─── Input material

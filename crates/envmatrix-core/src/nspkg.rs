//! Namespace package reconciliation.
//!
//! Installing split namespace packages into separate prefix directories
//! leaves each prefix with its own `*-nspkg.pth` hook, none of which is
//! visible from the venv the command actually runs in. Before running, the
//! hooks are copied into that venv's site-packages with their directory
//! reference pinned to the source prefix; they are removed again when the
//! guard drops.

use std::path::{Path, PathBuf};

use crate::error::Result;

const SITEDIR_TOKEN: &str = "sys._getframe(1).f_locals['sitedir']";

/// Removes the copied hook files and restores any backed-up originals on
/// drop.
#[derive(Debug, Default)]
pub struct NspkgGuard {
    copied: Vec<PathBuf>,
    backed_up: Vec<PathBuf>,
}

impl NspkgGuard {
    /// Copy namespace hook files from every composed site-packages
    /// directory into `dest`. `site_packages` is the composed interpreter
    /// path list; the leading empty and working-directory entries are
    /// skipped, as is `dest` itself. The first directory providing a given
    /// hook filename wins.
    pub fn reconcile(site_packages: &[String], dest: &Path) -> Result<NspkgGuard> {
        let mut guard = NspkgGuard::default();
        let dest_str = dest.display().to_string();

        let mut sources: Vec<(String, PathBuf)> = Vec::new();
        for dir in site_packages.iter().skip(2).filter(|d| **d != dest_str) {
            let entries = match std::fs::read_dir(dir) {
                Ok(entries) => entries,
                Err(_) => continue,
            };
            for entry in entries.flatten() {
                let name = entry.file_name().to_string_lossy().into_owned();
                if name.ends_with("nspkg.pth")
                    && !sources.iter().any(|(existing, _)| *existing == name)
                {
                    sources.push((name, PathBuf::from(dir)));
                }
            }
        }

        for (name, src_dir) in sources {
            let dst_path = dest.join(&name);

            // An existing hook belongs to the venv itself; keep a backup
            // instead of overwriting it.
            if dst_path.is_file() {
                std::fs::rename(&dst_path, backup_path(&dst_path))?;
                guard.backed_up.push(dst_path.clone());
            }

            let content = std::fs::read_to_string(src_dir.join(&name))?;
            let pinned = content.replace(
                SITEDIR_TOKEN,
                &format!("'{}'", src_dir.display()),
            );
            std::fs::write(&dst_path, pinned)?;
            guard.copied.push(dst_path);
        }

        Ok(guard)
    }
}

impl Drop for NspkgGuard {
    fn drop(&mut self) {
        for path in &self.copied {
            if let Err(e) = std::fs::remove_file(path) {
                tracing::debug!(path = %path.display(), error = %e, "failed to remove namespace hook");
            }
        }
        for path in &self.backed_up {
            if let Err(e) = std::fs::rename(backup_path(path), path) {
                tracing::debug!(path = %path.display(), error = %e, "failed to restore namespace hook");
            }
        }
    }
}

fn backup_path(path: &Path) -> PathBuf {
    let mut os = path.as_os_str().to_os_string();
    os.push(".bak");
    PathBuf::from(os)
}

──────

» **Directions for this task**
The task calls for all the records above to be repeated exactly.

» **Exercise output**
filename crates/envmatrix-core/src/nspkg.rs
//! Namespace package reconciliation.
//!
//! Installing split namespace packages into separate prefix directories
//! leaves each prefix with its own `*-nspkg.pth` hook, none of which is
//! visible from the venv the command actually runs in. Before running, the
//! hooks are copied into that venv's site-packages with their directory
//! reference pinned to the source prefix; they are removed again when the
//! guard drops.

use std::path::{Path, PathBuf};

use crate::error::Result;

const SITEDIR_TOKEN: &str = "sys._getframe(1).f_locals['sitedir']";

/// Removes the copied hook files and restores any backed-up originals on
/// drop.
#[derive(Debug, Default)]
pub struct NspkgGuard {
    copied: Vec<PathBuf>,
    backed_up: Vec<PathBuf>,
}

impl NspkgGuard {
    /// Copy namespace hook files from every composed site-packages
    /// directory into `dest`. `site_packages` is the composed interpreter
    /// path list; the leading empty and working-directory entries are
    /// skipped, as is `dest` itself. The first directory providing a given
    /// hook filename wins.
    pub fn reconcile(site_packages: &[String], dest: &Path) -> Result<NspkgGuard> {
        let mut guard = NspkgGuard::default();
        let dest_str = dest.display().to_string();

        let mut sources: Vec<(String, PathBuf)> = Vec::new();
        for dir in site_packages.iter().skip(2).filter(|d| **d != dest_str) {
            let entries = match std::fs::read_dir(dir) {
                Ok(entries) => entries,
                Err(_) => continue,
            };
            for entry in entries.flatten() {
                let name = entry.file_name().to_string_lossy().into_owned();
                if name.ends_with("nspkg.pth")
                    && !sources.iter().any(|(existing, _)| *existing == name)
                {
                    sources.push((name, PathBuf::from(dir)));
                }
            }
        }

        for (name, src_dir) in sources {
            let dst_path = dest.join(&name);

            // An existing hook belongs to the venv itself; keep a backup
            // instead of overwriting it.
            if dst_path.is_file() {
                std::fs::rename(&dst_path, backup_path(&dst_path))?;
                guard.backed_up.push(dst_path.clone());
            }

            let content = std::fs::read_to_string(src_dir.join(&name))?;
            let pinned = content.replace(
                SITEDIR_TOKEN,
                &format!("'{}'", src_dir.display()),
            );
            std::fs::write(&dst_path, pinned)?;
            guard.copied.push(dst_path);
        }

        Ok(guard)
    }
}

impl Drop for NspkgGuard {
    fn drop(&mut self) {
        for path in &self.copied {
            if let Err(e) = std::fs::remove_file(path) {
                tracing::debug!(path = %path.display(), error = %e, "failed to remove namespace hook");
            }
        }
        for path in &self.backed_up {
            if let Err(e) = std::fs::rename(backup_path(path), path) {
                tracing::debug!(path = %path.display(), error = %e, "failed to restore namespace hook");
            }
        }
    }
}

fn backup_path(path: &Path) -> PathBuf {
    let mut os = path.as_os_str().to_os_string();
    os.push(".bak");
    PathBuf::from(os)
}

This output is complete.